Aims: The present study is to determine the expression of microRNA-17 (miR-17) in the peripheral blood of patients with sepsis, and to investigate its biological functions and mechanisms of action. Methods: Peripheral blood (5 ml) was collected from 35 patients with sepsis and 20 healthy subjects for RNA extraction. Expression of miR-17 was measured using quantitative real-time polymerase chain reaction. Lipopolysaccharide was used to stimulate human umbilical vein endothelial cells (HUVEC). Transfection of HUVEC cells were performed by using Lipofectamine 2000. Cell-Counting Kit 8 assay, transwell assay, flow cytometry, and laser confocal microscopy were carried out to determine HUVEC cell proliferation, migration, apoptosis, and autophagy, respectively.

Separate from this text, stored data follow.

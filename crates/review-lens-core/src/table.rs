//! Reading review tables.
//!
//! A table has a fixed number of leading rows (titles, export notes) before
//! its header row. The comment is always the first column. The score column
//! is the first whose header contains the score marker, and the optional
//! route column the first whose header contains the route marker.
//!
//! Column resolution happens once per file, in [`ColumnLayout::resolve`].
//! CSV exports (UTF-8 or GBK) and spreadsheet workbooks go through the same
//! row handling.

use std::borrow::Cow;

use calamine::{Data, Reader, open_workbook_auto};
use camino::{Utf8Path, Utf8PathBuf};
use schemars::JsonSchema;
use serde::{Deserialize, Serialize};

use crate::error::{InputError, InputResult};
use crate::record::Record;

/// Default number of rows skipped before the header row.
pub const DEFAULT_HEADER_OFFSET: usize = 5;

/// Default phrase identifying the overall score column.
pub const DEFAULT_SCORE_MARKER: &str = "总安排打分";

/// Default phrase identifying the route/product name column.
pub const DEFAULT_ROUTE_MARKER: &str = "线路名称";

/// How to locate the header and columns in a table.
#[derive(Debug, Clone, PartialEq, Eq, Serialize, Deserialize)]
pub struct TableOptions {
    /// Rows to skip before the header row.
    pub header_offset: usize,
    /// Phrase the score column header must contain.
    pub score_marker: String,
    /// Phrase the route column header must contain, if grouping by route.
    pub route_marker: Option<String>,
}

impl Default for TableOptions {
    fn default() -> Self {
        Self {
            header_offset: DEFAULT_HEADER_OFFSET,
            score_marker: DEFAULT_SCORE_MARKER.to_string(),
            route_marker: Some(DEFAULT_ROUTE_MARKER.to_string()),
        }
    }
}

/// Resolved column positions for one table.
#[derive(Debug, Clone, Copy, PartialEq, Eq)]
pub struct ColumnLayout {
    /// Comment column (always the first).
    pub comment: usize,
    /// Score column.
    pub score: usize,
    /// Route column, when present.
    pub route: Option<usize>,
}

impl ColumnLayout {
    /// Locate the columns in a header row.
    ///
    /// Fails with [`InputError::ScoreColumnMissing`] when no header contains
    /// the score marker. A missing route column is not an error.
    pub fn resolve<S: AsRef<str>>(headers: &[S], options: &TableOptions) -> InputResult<Self> {
        let find = |marker: &str| {
            headers
                .iter()
                .position(|h| h.as_ref().contains(marker))
        };

        let score = find(&options.score_marker).ok_or_else(|| InputError::ScoreColumnMissing {
            marker: options.score_marker.clone(),
        })?;
        let route = options
            .route_marker
            .as_deref()
            .filter(|m| !m.is_empty())
            .and_then(find);

        Ok(Self {
            comment: 0,
            score,
            route,
        })
    }
}

/// Rows read from one or more tables.
#[derive(Debug, Clone, Default, PartialEq)]
pub struct Dataset {
    /// Header row of the first table read.
    pub headers: Vec<String>,
    /// Rows in file order, files concatenated in load order.
    pub records: Vec<Record>,
}

impl Dataset {
    /// Append another dataset's rows after this one's.
    pub fn merge(&mut self, other: Self) {
        if self.headers.is_empty() {
            self.headers = other.headers;
        }
        self.records.extend(other.records);
    }

    /// Number of rows.
    pub fn len(&self) -> usize {
        self.records.len()
    }

    /// Whether there are no rows.
    pub fn is_empty(&self) -> bool {
        self.records.is_empty()
    }
}

fn cell(row: &[String], index: usize) -> Option<String> {
    row.get(index)
        .map(|s| s.trim())
        .filter(|s| !s.is_empty())
        .map(str::to_string)
}

fn parse_score(raw: &str) -> Option<f64> {
    raw.trim().parse::<f64>().ok().filter(|v| !v.is_nan())
}

/// Turn a header row followed by data rows into a dataset.
///
/// Shared by every table format, so column resolution and cell handling
/// are the same whatever the file type.
fn collect_rows<I>(mut rows: I, source: &str, options: &TableOptions) -> InputResult<Dataset>
where
    I: Iterator<Item = InputResult<Vec<String>>>,
{
    let header_row = rows.next().transpose()?.ok_or(InputError::MissingHeader {
        offset: options.header_offset,
    })?;
    let headers: Vec<String> = header_row
        .iter()
        .map(|h| h.trim_start_matches('\u{feff}').trim().to_string())
        .collect();
    let layout = ColumnLayout::resolve(&headers, options)?;
    tracing::debug!(?layout, "resolved columns");

    let mut records = Vec::new();
    for row in rows {
        let row = row?;
        records.push(Record {
            text: cell(&row, layout.comment),
            score: cell(&row, layout.score).as_deref().and_then(parse_score),
            source: source.to_string(),
            route: layout.route.and_then(|i| cell(&row, i)),
        });
    }

    tracing::info!(rows = records.len(), "table read");
    Ok(Dataset { headers, records })
}

/// Skip `count` physical lines, blank ones included.
///
/// Returns `None` when the text runs out first.
fn skip_lines(text: &str, count: usize) -> Option<&str> {
    let mut rest = text;
    for _ in 0..count {
        let newline = rest.find('\n')?;
        rest = &rest[newline + 1..];
    }
    Some(rest)
}

/// Read CSV text, labelling every row with `source`.
///
/// The first `header_offset` physical lines are skipped, blank lines
/// included, before the header row. Empty cells become missing values; a
/// score that does not parse as a number is missing too. Rows stay in file
/// order.
#[tracing::instrument(skip(text, options))]
pub fn read_table(text: &str, source: &str, options: &TableOptions) -> InputResult<Dataset> {
    let text = text.trim_start_matches('\u{feff}');
    let body = skip_lines(text, options.header_offset).ok_or(InputError::MissingHeader {
        offset: options.header_offset,
    })?;

    let mut csv = csv::ReaderBuilder::new()
        .has_headers(false)
        .flexible(true)
        .from_reader(body.as_bytes());
    let rows = csv.records().map(|row| {
        row.map(|r| r.iter().map(str::to_string).collect())
            .map_err(InputError::from)
    });
    collect_rows(rows, source, options)
}

/// Decode CSV bytes: UTF-8 when valid, otherwise GB18030 (a superset of GBK).
pub fn decode_text(bytes: &[u8]) -> Cow<'_, str> {
    if let Ok(text) = std::str::from_utf8(bytes) {
        return Cow::Borrowed(text);
    }
    let (text, had_errors) = encoding_rs::GB18030.decode_without_bom_handling(bytes);
    if had_errors {
        tracing::warn!("input is neither UTF-8 nor GBK; undecodable bytes replaced");
    } else {
        tracing::debug!("decoded input as GBK");
    }
    text
}

fn cell_text(cell: &Data) -> String {
    match cell {
        Data::Empty => String::new(),
        Data::String(s) => s.clone(),
        other => other.to_string(),
    }
}

/// Read the first worksheet of a workbook, labelling every row with `source`.
///
/// Rows count from the top of the sheet, so leading blank rows count toward
/// `header_offset` just as they do in a CSV export.
#[tracing::instrument(skip(path, options), fields(path = %path))]
pub fn read_workbook(path: &Utf8Path, source: &str, options: &TableOptions) -> InputResult<Dataset> {
    let mut workbook = open_workbook_auto(path.as_std_path())?;
    let range = workbook.worksheet_range_at(0).ok_or(InputError::NoWorksheet)??;

    // The range begins at the first non-empty cell, not at A1.
    let (first_row, first_col) = range
        .start()
        .map_or((0, 0), |(row, col)| (row as usize, col as usize));
    let skip = options.header_offset.saturating_sub(first_row);
    if range.is_empty() || skip >= range.height() {
        return Err(InputError::MissingHeader {
            offset: options.header_offset,
        });
    }

    let rows = range.rows().skip(skip).map(|row| {
        let mut cells = vec![String::new(); first_col];
        cells.extend(row.iter().map(cell_text));
        Ok(cells)
    });
    collect_rows(rows, source, options)
}

/// File extensions read as spreadsheet workbooks rather than CSV.
pub const WORKBOOK_EXTENSIONS: &[&str] = &["xlsx", "xlsm", "xlsb", "xls", "ods"];

fn is_workbook(path: &Utf8Path) -> bool {
    path.extension()
        .is_some_and(|ext| WORKBOOK_EXTENSIONS.iter().any(|w| ext.eq_ignore_ascii_case(w)))
}

/// Source label for a file: its file name, or the full path if it has none.
pub fn source_label(path: &Utf8Path) -> String {
    path.file_name().unwrap_or(path.as_str()).to_string()
}

/// Read one table file, enforcing an optional size limit.
///
/// Workbook extensions are read as spreadsheets; anything else as CSV.
#[tracing::instrument(skip_all, fields(path = %path))]
pub fn load_file(path: &Utf8Path, options: &TableOptions, max_bytes: Option<usize>) -> InputResult<Dataset> {
    let io_err = |source| InputError::Io {
        path: path.to_path_buf(),
        source,
    };

    let metadata = std::fs::metadata(path.as_std_path()).map_err(io_err)?;
    if let Some(limit) = max_bytes
        && metadata.len() > limit as u64
    {
        return Err(InputError::TooLarge {
            path: path.to_path_buf(),
            size: metadata.len(),
            limit,
        });
    }

    let source = source_label(path);
    if is_workbook(path) {
        return read_workbook(path, &source, options);
    }
    let bytes = std::fs::read(path.as_std_path()).map_err(io_err)?;
    read_table(&decode_text(&bytes), &source, options)
}

/// Outcome of loading one file in a multi-file batch.
#[derive(Debug, Clone, PartialEq, Eq, Serialize, Deserialize, JsonSchema)]
pub struct FileOutcome {
    /// The file that was attempted.
    pub path: String,
    /// Source label its rows carry.
    pub source: String,
    /// Rows read, when loading succeeded.
    #[serde(skip_serializing_if = "Option::is_none")]
    pub rows: Option<usize>,
    /// User-facing failure message, when loading failed.
    #[serde(skip_serializing_if = "Option::is_none")]
    pub error: Option<String>,
}

impl FileOutcome {
    /// Whether the file loaded.
    pub const fn is_ok(&self) -> bool {
        self.rows.is_some()
    }
}

/// Load several files, isolating failures per file.
///
/// Rows from the files that load are concatenated in argument order. A file
/// that fails contributes nothing and is reported in its [`FileOutcome`];
/// `on_file` is called after each attempt.
#[tracing::instrument(skip_all, fields(files = paths.len()))]
pub fn load_files<F>(
    paths: &[Utf8PathBuf],
    options: &TableOptions,
    max_bytes: Option<usize>,
    mut on_file: F,
) -> (Dataset, Vec<FileOutcome>)
where
    F: FnMut(&FileOutcome),
{
    let mut dataset = Dataset::default();
    let mut outcomes = Vec::with_capacity(paths.len());

    for path in paths {
        let outcome = match load_file(path, options, max_bytes) {
            Ok(loaded) => {
                let rows = loaded.len();
                dataset.merge(loaded);
                FileOutcome {
                    path: path.to_string(),
                    source: source_label(path),
                    rows: Some(rows),
                    error: None,
                }
            }
            Err(e) => {
                tracing::warn!(path = %path, error = %e, "skipping file");
                FileOutcome {
                    path: path.to_string(),
                    source: source_label(path),
                    rows: None,
                    error: Some(e.to_string()),
                }
            }
        };
        on_file(&outcome);
        outcomes.push(outcome);
    }

    (dataset, outcomes)
}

Western blotting was employed to determine protein expression. Interference of ATG16L was achieved by using small interfering RNA. Dual luciferase reporter assay was used to test whether ATG16L is a target gene of miR-17. Results: Elevated expression of miR-17 in peripheral blood was closely related with the occurrence and development of sepsis. Lipopolysaccharide stimulation enhanced the expression of miR-17 in HUVEC cells. Expression of miR-17 inhibited the proliferation of HUVEC cells. Elevated expression of miR-17 reduced the migration ability of HUVEC cells. Increased miR-17 expression promoted the apoptosis of HUVEC cells possibly by regulating the expression of its target genes. Mir-17 expression inhibited the activation of autophagy-related signaling pathways in HUVEC cells, and reduced the autophagy activity of HUVEC cells. Mir-17 exerted its biological effects by regulating its predicted target gene ATG16L1. Mir-17 was able to bind with 3’-UTR of the mRNA of its target gene ATG16L1. Conclusions: The present study demonstrates that up-regulation of miR-17 aggravates vascular endothelial damages by inhibiting cell proliferation, migration and autophagy, and facilitating apoptosis. The mechanism of action is possibly the down-regulation of the expression of miR-17 target gene ATG16L.